Aminoacyl-tRNA synthetases play a key role in the translation of genetic code into correct protein sequences. These enzymes recognize cognate amino acids and tRNAs from noncognate counterparts, and catalyze the formation of aminoacyl-tRNAs. While Although several tyrosyl-tRNA synthetases (TyrRSs) from various species have been structurally and functionally well characterized, the crenarchaeal TyrRS remains poorly understood. In this study, we performed mutational analyses on tyrosine tRNA (tRNA(Tyr)) and TyrRS from the crenarchaeon, Aeropyrum pernix, to investigate the molecular recognition mechanism.
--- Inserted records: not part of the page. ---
//! Typed template store over the registry
//!
//! Saves and loads the three template kinds as JSON. Anything loaded back
//! out is marked read-only: rehydrated instances are frozen, and further
//! mutation must go through a fresh build + publish. The store-bound
//! handles write through to the registry after every mutation so the
//! persisted form never lags the in-memory one.

use crate::core::configuration::{BootstrapAction, Configuration};
use crate::core::error::LaunchError;
use crate::core::function::LaunchFunction;
use crate::core::overrides::OverrideSpec;
use crate::core::profile::Profile;
use crate::registry::{Registry, TemplateKind};
use serde::de::DeserializeOwned;
use serde::Serialize;
use serde_json::Value;
use std::collections::BTreeMap;
use std::sync::Arc;
use tracing::debug;

/// Typed save/load for Profiles, Configurations, and Launch Functions
#[derive(Clone)]
pub struct TemplateStore {
    registry: Arc<dyn Registry>,
}

impl TemplateStore {
    pub fn new(registry: Arc<dyn Registry>) -> Self {
        Self { registry }
    }

    pub fn registry(&self) -> &Arc<dyn Registry> {
        &self.registry
    }

    fn encode<T: Serialize>(value: &T) -> Result<Value, LaunchError> {
        serde_json::to_value(value).map_err(|e| LaunchError::Registry(e.to_string()))
    }

    fn decode<T: DeserializeOwned>(value: Value) -> Result<T, LaunchError> {
        serde_json::from_value(value).map_err(|e| LaunchError::Registry(e.to_string()))
    }

    pub async fn save_profile(&self, profile: &Profile) -> Result<(), LaunchError> {
        debug!("publishing profile {}/{}", profile.namespace, profile.name);
        self.registry
            .put(
                TemplateKind::Profile,
                &profile.namespace,
                &profile.name,
                Self::encode(profile)?,
            )
            .await
    }

    /// Load a profile; the returned instance is frozen
    pub async fn load_profile(&self, namespace: &str, name: &str) -> Result<Profile, LaunchError> {
        let body = self.registry.get(TemplateKind::Profile, namespace, name).await?;
        let mut profile: Profile = Self::decode(body)?;
        profile.mark_read_only();
        Ok(profile)
    }

    pub async fn save_configuration(&self, configuration: &Configuration) -> Result<(), LaunchError> {
        debug!(
            "publishing configuration {}/{}",
            configuration.namespace, configuration.name
        );
        self.registry
            .put(
                TemplateKind::Configuration,
                &configuration.namespace,
                &configuration.name,
                Self::encode(configuration)?,
            )
            .await
    }

    /// Load a configuration; the returned instance is frozen
    pub async fn load_configuration(
        &self,
        namespace: &str,
        name: &str,
    ) -> Result<Configuration, LaunchError> {
        let body = self
            .registry
            .get(TemplateKind::Configuration, namespace, name)
            .await?;
        let mut configuration: Configuration = Self::decode(body)?;
        configuration.mark_read_only();
        Ok(configuration)
    }

    pub async fn save_function(&self, function: &LaunchFunction) -> Result<(), LaunchError> {
        debug!("publishing function {}/{}", function.namespace, function.name);
        self.registry
            .put(
                TemplateKind::Function,
                &function.namespace,
                &function.name,
                Self::encode(function)?,
            )
            .await
    }

    /// Load a launch function; the returned instance is frozen
    pub async fn load_function(
        &self,
        namespace: &str,
        name: &str,
    ) -> Result<LaunchFunction, LaunchError> {
        let body = self.registry.get(TemplateKind::Function, namespace, name).await?;
        let mut function: LaunchFunction = Self::decode(body)?;
        function.mark_read_only();
        Ok(function)
    }

    /// All entry names of one kind in a namespace, following page tokens
    pub async fn list_names(
        &self,
        kind: TemplateKind,
        namespace: &str,
    ) -> Result<Vec<String>, LaunchError> {
        let mut names = Vec::new();
        let mut token: Option<String> = None;
        loop {
            let page = self.registry.list(kind, namespace, token.as_deref()).await?;
            names.extend(page.names);
            match page.next_token {
                Some(next) => token = Some(next),
                None => break,
            }
        }
        Ok(names)
    }

    /// Open a write-through editing handle on a not-yet-frozen configuration
    pub fn edit_configuration(&self, configuration: Configuration) -> ConfigurationHandle {
        ConfigurationHandle {
            configuration,
            store: self.clone(),
        }
    }

    /// Open a write-through editing handle on a not-yet-frozen profile
    pub fn edit_profile(&self, profile: Profile) -> ProfileHandle {
        ProfileHandle {
            profile,
            store: self.clone(),
        }
    }
}

/// Write-through editor: every mutation republishes the configuration
pub struct ConfigurationHandle {
    configuration: Configuration,
    store: TemplateStore,
}

impl ConfigurationHandle {
    pub fn get(&self) -> &Configuration {
        &self.configuration
    }

    pub fn into_inner(self) -> Configuration {
        self.configuration
    }

    pub async fn append_classification(
        &mut self,
        classification: &str,
        properties: &BTreeMap<String, String>,
    ) -> Result<(), LaunchError> {
        self.configuration
            .append_classification(classification, properties)?;
        self.store.save_configuration(&self.configuration).await
    }

    pub async fn append_packages(&mut self, packages: &[String]) -> Result<(), LaunchError> {
        self.configuration.append_packages(packages)?;
        self.store.save_configuration(&self.configuration).await
    }

    pub async fn append_jars(&mut self, jars: &[String]) -> Result<(), LaunchError> {
        self.configuration.append_jars(jars)?;
        self.store.save_configuration(&self.configuration).await
    }

    pub async fn append_bootstrap_action(
        &mut self,
        action: BootstrapAction,
    ) -> Result<(), LaunchError> {
        self.configuration.append_bootstrap_action(action)?;
        self.store.save_configuration(&self.configuration).await
    }

    pub async fn expose_override(
        &mut self,
        field: &str,
        spec: OverrideSpec,
    ) -> Result<(), LaunchError> {
        self.configuration.expose_override(field, spec)?;
        self.store.save_configuration(&self.configuration).await
    }
}

/// Write-through editor: every setter republishes the profile
pub struct ProfileHandle {
    profile: Profile,
    store: TemplateStore,
}

impl ProfileHandle {
    pub fn get(&self) -> &Profile {
        &self.profile
    }

    pub fn into_inner(self) -> Profile {
        self.profile
    }

    pub async fn set_in_transit_certificate(&mut self, cert: &str) -> Result<(), LaunchError> {
        self.profile.set_in_transit_certificate(cert)?;
        self.store.save_profile(&self.profile).await
    }

    pub async fn set_s3_encryption(
        &mut self,
        mode: crate::core::profile::S3EncryptionMode,
        key_ref: Option<&str>,
    ) -> Result<(), LaunchError> {
        self.profile.set_s3_encryption(mode, key_ref)?;
        self.store.save_profile(&self.profile).await
    }

    pub async fn set_local_disk_encryption(&mut self, key_ref: &str) -> Result<(), LaunchError> {
        self.profile.set_local_disk_encryption(key_ref)?;
        self.store.save_profile(&self.profile).await
    }
}

#[cfg(test)]
mod tests {
    use super::*;
    use crate::core::configuration::{InstanceGroupSpec, Topology};
    use crate::registry::InMemoryRegistry;

    fn store() -> TemplateStore {
        TemplateStore::new(Arc::new(InMemoryRegistry::new()))
    }

    fn basic_configuration() -> Configuration {
        Configuration::builder("default", "basic")
            .applications(&["Spark"])
            .topology(Topology::InstanceGroups {
                groups: vec![InstanceGroupSpec {
                    name: "primary".to_string(),
                    role: "MASTER".to_string(),
                    instance_type: "m5.xlarge".to_string(),
                    instance_count: 1,
                    market: None,
                }],
                scaling: None,
            })
            .build()
            .unwrap()
    }

    #[tokio::test]
    async fn test_rehydrated_configuration_is_frozen() {
        let store = store();
        let configuration = basic_configuration();
        assert!(!configuration.is_read_only());
        store.save_configuration(&configuration).await.unwrap();

        let mut loaded = store.load_configuration("default", "basic").await.unwrap();
        assert!(loaded.is_read_only());
        assert!(loaded.append_packages(&["a:b:1".to_string()]).is_err());
    }

    #[tokio::test]
    async fn test_rehydrated_profile_is_frozen() {
        let store = store();
        let profile = Profile::new("default", "secure");
        store.save_profile(&profile).await.unwrap();

        let mut loaded = store.load_profile("default", "secure").await.unwrap();
        assert!(loaded.is_read_only());
        assert!(loaded.set_local_disk_encryption("kms-key").is_err());
    }

    #[tokio::test]
    async fn test_write_through_handle_republishes() {
        let store = store();
        let configuration = basic_configuration();
        store.save_configuration(&configuration).await.unwrap();

        let mut handle = store.edit_configuration(configuration);
        handle
            .append_packages(&["io.delta:delta-core:2.4.0".to_string()])
            .await
            .unwrap();

        // The registry copy already carries the appended package
        let loaded = store.load_configuration("default", "basic").await.unwrap();
        let blocks = loaded
            .document()
            .as_value()
            .get("Configurations")
            .unwrap()
            .as_array()
            .unwrap();
        assert!(blocks.iter().any(|b| {
            b.get("Properties")
                .and_then(|p| p.get("spark.jars.packages"))
                .and_then(Value::as_str)
                .map(|s| s.contains("delta-core"))
                .unwrap_or(false)
        }));
    }

    #[tokio::test]
    async fn test_list_names() {
        let store = store();
        for name in ["alpha", "beta"] {
            let mut f = crate::core::function::LaunchFunction::new(
                "default",
                name,
                crate::core::function::TemplateRef::new("default", "p"),
                crate::core::function::TemplateRef::new("default", "c"),
            );
            f.cluster_name_template = "{name}".to_string();
            store.save_function(&f).await.unwrap();
        }

        let names = store
            .list_names(TemplateKind::Function, "default")
            .await
            .unwrap();
        assert_eq!(names, vec!["alpha", "beta"]);
    }
}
Kinetics for tyrosylation using in vitro transcript indicated that the discriminator base A73 and adjacent G72 in the acceptor stem are identity elements of tRNA(Tyr), whereas the C1 base and anticodon had modest roles as identity determinants. Intriguingly, in contrast to the identity element of eukaryotic/euryarchaeal TyrRSs, the first base-pair (C1-G72) of the acceptor stem was not essential in crenarchaeal TyrRS as a pair. Furthermore, A. pernix TyrRS mutants were constructed at positions Tyr39 and Asp172, which could form hydrogen bonds with the 4-hydroxyl group of l-tyrosine. The tyrosylation activities with the mutants resulted that Asp172 mutants completely abolished tyrosylation activity, whereas Tyr39 mutants had no effect on activity. Thus, crenarchaeal TyrRS appears to adopt different molecular recognition mechanism from other TyrRSs.